> EXERCISE DIRECTIONS: Scan the listing beneath this sentence. Report each line with the word "passes".

--- START ---

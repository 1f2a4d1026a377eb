//! # Validation Module
//!
//! Checkout rule validation for TPV.
//!
//! ## Validation Strategy
//! ```text
//! ┌─────────────────────────────────────────────────────────────────────────┐
//! │                      Validation Layers                                  │
//! │                                                                         │
//! │  Layer 1: Host UI                                                      │
//! │  ├── Basic format checks (empty, length)                               │
//! │  └── Immediate user feedback                                           │
//! │           │                                                             │
//! │           ▼                                                             │
//! │  Layer 2: THIS MODULE - checkout rule validation                       │
//! │  ├── Channel requirements (store pinned, customer named)               │
//! │  └── Blocks submission; nothing persisted when it fails                │
//! │           │                                                             │
//! │           ▼                                                             │
//! │  Layer 3: Settlement engine                                            │
//! │  └── Store-collaborator failures (typed, propagated)                   │
//! └─────────────────────────────────────────────────────────────────────────┘
//! ```

use crate::cart::Cart;
use crate::error::ValidationError;
use crate::types::Channel;
use crate::MAX_DISCOUNT_BPS;

/// Result type for validation operations.
pub type ValidationResult<T> = Result<T, ValidationError>;

// =============================================================================
// Checkout Validators
// =============================================================================

/// Validates everything a checkout submission requires.
///
/// ## Rules
/// - The cart must have at least one line
/// - Physical channel: a store must be pinned
/// - Online channel: a customer name must be given (the only customer
///   data that channel records)
pub fn validate_checkout(
    cart: &Cart,
    channel: Channel,
    store_id: Option<&str>,
    customer_name: Option<&str>,
) -> ValidationResult<()> {
    if cart.is_empty() {
        return Err(ValidationError::EmptyCart);
    }

    match channel {
        Channel::Physical => {
            if store_id.map_or(true, |s| s.trim().is_empty()) {
                return Err(ValidationError::Required {
                    field: "store".to_string(),
                });
            }
        }
        Channel::Online => {
            if customer_name.map_or(true, |n| n.trim().is_empty()) {
                return Err(ValidationError::Required {
                    field: "customer name".to_string(),
                });
            }
        }
    }

    Ok(())
}

/// Validates a cart-level discount rate.
///
/// ## Rules
/// - Must be between 0 and 10000 basis points (0% to 100%)
pub fn validate_discount_bps(bps: u32) -> ValidationResult<()> {
    if bps > MAX_DISCOUNT_BPS {
        return Err(ValidationError::OutOfRange {
            field: "discount".to_string(),
            min: 0,
            max: MAX_DISCOUNT_BPS as i64,
        });
    }

    Ok(())
}

/// Validates an IVA rate in basis points.
///
/// ## Rules
/// - Must be between 0 and 10000 (0% to 100%)
/// - Typical values are 0-2100 (exempt to general rate)
pub fn validate_iva_bps(bps: u32) -> ValidationResult<()> {
    if bps > 10_000 {
        return Err(ValidationError::OutOfRange {
            field: "iva_rate".to_string(),
            min: 0,
            max: 10_000,
        });
    }

    Ok(())
}

// =============================================================================
// Unit Tests
// =============================================================================
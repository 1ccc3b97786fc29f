//! Tool registry: namespaced addressing for discovered tools.

pub mod risk;

use serde::Serialize;
use serde_json::Value;
use std::collections::HashMap;

/// Separator joining `mcp`, the server name, and the tool name into the
/// full name the model uses to select a tool. Wire-compatible with
/// tool-aware model requests; do not change it.
const NAME_SEPARATOR: &str = "__";
const NAME_PREFIX: &str = "mcp";

pub fn full_tool_name(server: &str, tool: &str) -> String {
    format!("{NAME_PREFIX}{NAME_SEPARATOR}{server}{NAME_SEPARATOR}{tool}")
}

/// Invert [`full_tool_name`]. Returns `None` for names that do not follow
/// the `mcp__<server>__<tool>` scheme. Tool names may themselves contain
/// the separator, so only the first two joints split.
pub fn split_full_name(full_name: &str) -> Option<(&str, &str)> {
    let rest = full_name.strip_prefix(NAME_PREFIX)?;
    let rest = rest.strip_prefix(NAME_SEPARATOR)?;
    let (server, tool) = rest.split_once(NAME_SEPARATOR)?;
    if server.is_empty() || tool.is_empty() {
        return None;
    }
    Some((server, tool))
}

/// One discovered tool, addressable by its namespaced full name.
#[derive(Debug, Clone, Serialize)]
pub struct ToolDescriptor {
    pub server: String,
    pub name: String,
    pub full_name: String,
    pub description: String,
    /// Opaque JSON schema, passed through to the model untouched.
    pub input_schema: Option<Value>,
    pub high_risk: bool,
}

impl ToolDescriptor {
    pub fn new(
        server: impl Into<String>,
        name: impl Into<String>,
        description: impl Into<String>,
        input_schema: Option<Value>,
    ) -> Self {
        let server = server.into();
        let name = name.into();
        let description = description.into();
        let full_name = full_tool_name(&server, &name);
        let high_risk = risk::is_high_risk(&name, &description);
        Self {
            server,
            name,
            full_name,
            description,
            input_schema,
            high_risk,
        }
    }
}

/// The per-server tool sets known to this process. Discovery is
/// authoritative: re-running it for a server fully replaces that server's
/// entries, never merges into them.
#[derive(Debug, Default)]
pub struct ToolCatalog {
    by_server: HashMap<String, Vec<ToolDescriptor>>,
}

impl ToolCatalog {
    pub fn new() -> Self {
        Self::default()
    }

    pub fn replace_server(&mut self, server: &str, tools: Vec<ToolDescriptor>) {
        self.by_server.insert(server.to_string(), tools);
    }

    pub fn server_tools(&self, server: &str) -> &[ToolDescriptor] {
        self.by_server
            .get(server)
            .map(Vec::as_slice)
            .unwrap_or_default()
    }

    pub fn all(&self) -> impl Iterator<Item = &ToolDescriptor> {
        self.by_server.values().flatten()
    }

    pub fn find(&self, full_name: &str) -> Option<&ToolDescriptor> {
        let (server, _) = split_full_name(full_name)?;
        self.server_tools(server)
            .iter()
            .find(|tool| tool.full_name == full_name)
    }
}
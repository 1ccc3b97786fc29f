//! Name-keyed facade over the configured tool servers, plus the process's
//! tool catalog.

use futures::future::join_all;
use serde_json::Value;
use std::collections::HashMap;
use std::sync::Mutex;
use tracing::warn;

use super::{ConnectionReport, ToolCallOutcome, connection};
use crate::catalog::{ToolCatalog, ToolDescriptor, split_full_name};
use crate::config::ServerConfig;

/// Owns the server configurations (read-only) and the tool catalog
/// (replace-on-discover, scoped per server). Safe to share across
/// concurrent probes and discovery calls against different servers.
pub struct ServerManager {
    configs: HashMap<String, ServerConfig>,
    catalog: Mutex<ToolCatalog>,
}

impl ServerManager {
    pub fn new(servers: Vec<ServerConfig>) -> Self {
        let configs = servers
            .into_iter()
            .map(|config| (config.name.clone(), config))
            .collect();
        Self {
            configs,
            catalog: Mutex::new(ToolCatalog::new()),
        }
    }

    pub fn config(&self, server: &str) -> Option<&ServerConfig> {
        self.configs.get(server)
    }

    fn not_found(server: &str) -> String {
        format!("MCP server \"{server}\" not found")
    }

    pub async fn test_connection(&self, server: &str) -> ConnectionReport {
        match self.configs.get(server) {
            Some(config) => connection::test_connection(config).await,
            None => ConnectionReport::failed(Self::not_found(server)),
        }
    }

    /// Discover one server's tools and replace its catalog entry. Unknown
    /// names and broken servers both yield an empty list.
    pub async fn discover_tools(&self, server: &str) -> Vec<ToolDescriptor> {
        let Some(config) = self.configs.get(server) else {
            warn!(server, "discovery requested for unconfigured server");
            return Vec::new();
        };
        let tools = connection::discover_tools(config).await;
        {
            let mut catalog = self.catalog.lock().expect("catalog lock");
            catalog.replace_server(server, tools.clone());
        }
        tools
    }

    /// Discover every configured server concurrently. Per-server
    /// replace-on-write keeps the passes independent of each other.
    pub async fn discover_all(&self) -> Vec<ToolDescriptor> {
        let names: Vec<String> = self.configs.keys().cloned().collect();
        let passes = names.iter().map(|name| self.discover_tools(name));
        join_all(passes).await.into_iter().flatten().collect()
    }

    pub async fn call_tool(&self, server: &str, tool: &str, arguments: Value) -> ToolCallOutcome {
        match self.configs.get(server) {
            Some(config) => connection::call_tool(config, tool, arguments).await,
            None => ToolCallOutcome::failed(Self::not_found(server)),
        }
    }

    /// Invoke a tool addressed by its `mcp__<server>__<tool>` full name.
    pub async fn call_full_name(&self, full_name: &str, arguments: Value) -> ToolCallOutcome {
        match split_full_name(full_name) {
            Some((server, tool)) => self.call_tool(server, tool, arguments).await,
            None => ToolCallOutcome::failed(format!(
                "\"{full_name}\" is not a namespaced tool name"
            )),
        }
    }

    /// Snapshot of the current catalog across all servers.
    pub fn tools(&self) -> Vec<ToolDescriptor> {
        let catalog = self.catalog.lock().expect("catalog lock");
        catalog.all().cloned().collect()
    }

    pub fn find_tool(&self, full_name: &str) -> Option<ToolDescriptor> {
        let catalog = self.catalog.lock().expect("catalog lock");
        catalog.find(full_name).cloned()
    }
}

#[cfg(test)]
mod tests {
    use super::*;
    use crate::config::TransportKind;
    use serde_json::json;

    fn scripted(name: &str, script: &str) -> ServerConfig {
        ServerConfig {
            name: name.into(),
            transport: TransportKind::Stdio,
            command: Some("sh".into()),
            args: vec!["-c".into(), script.into()],
            env: HashMap::new(),
            url: None,
            headers: HashMap::new(),
        }
    }

    #[tokio::test]
    async fn unknown_server_yields_the_not_found_outcome() {
        let manager = ServerManager::new(Vec::new());
        let outcome = manager.call_tool("X", "anything", Value::Null).await;
        assert!(!outcome.success);
        assert_eq!(outcome.error.as_deref(), Some("MCP server \"X\" not found"));

        let report = manager.test_connection("X").await;
        assert!(!report.success);
        assert_eq!(report.error.as_deref(), Some("MCP server \"X\" not found"));
    }

    #[tokio::test]
    async fn rediscovery_replaces_the_catalog_entry() {
        // The server offers {a, b} on its first run and {b, c} once the
        // marker file exists, imitating a reconfigured server.
        let dir = tempfile::tempdir().expect("tempdir");
        let marker = dir.path().join("reconfigured");
        let script = format!(
            r#"
            read -r _init
            echo '{{"jsonrpc":"2.0","id":1,"result":{{}}}}'
            read -r _note
            read -r _list
            if [ -f "{marker}" ]; then
                echo '{{"jsonrpc":"2.0","id":2,"result":{{"tools":[{{"name":"b"}},{{"name":"c"}}]}}}}'
            else
                touch "{marker}"
                echo '{{"jsonrpc":"2.0","id":2,"result":{{"tools":[{{"name":"a"}},{{"name":"b"}}]}}}}'
            fi
            sleep 2
            "#,
            marker = marker.display()
        );
        let manager = ServerManager::new(vec![scripted("srv", &script)]);

        let first = manager.discover_tools("srv").await;
        assert_eq!(first.len(), 2);
        assert!(manager.find_tool("mcp__srv__a").is_some());

        let second = manager.discover_tools("srv").await;
        let mut names: Vec<String> = second.into_iter().map(|tool| tool.name).collect();
        names.sort();
        assert_eq!(names, vec!["b", "c"]);
        assert!(manager.find_tool("mcp__srv__a").is_none(), "stale entry survived");
        assert!(manager.find_tool("mcp__srv__c").is_some());
    }

    #[tokio::test]
    async fn full_name_addressing_resolves_server_and_tool() {
        let script = r#"
            read -r _init
            echo '{"jsonrpc":"2.0","id":1,"result":{}}'
            read -r _note
            read -r _call
            echo '{"jsonrpc":"2.0","id":2,"result":{"content":[{"type":"text","text":"pong"}]}}'
            sleep 2
        "#;
        let manager = ServerManager::new(vec![scripted("net", script)]);
        let outcome = manager.call_full_name("mcp__net__ping", json!({})).await;
        assert!(outcome.success, "error: {:?}", outcome.error);

        let bad = manager.call_full_name("not_namespaced", json!({})).await;
        assert!(!bad.success);
    }
}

--- END ---

> TASK SOLUTION:
    /// replace-on-write keeps the passes independent of each other.
        let passes = names.iter().map(|name| self.discover_tools(name));
        join_all(passes).await.into_iter().flatten().collect()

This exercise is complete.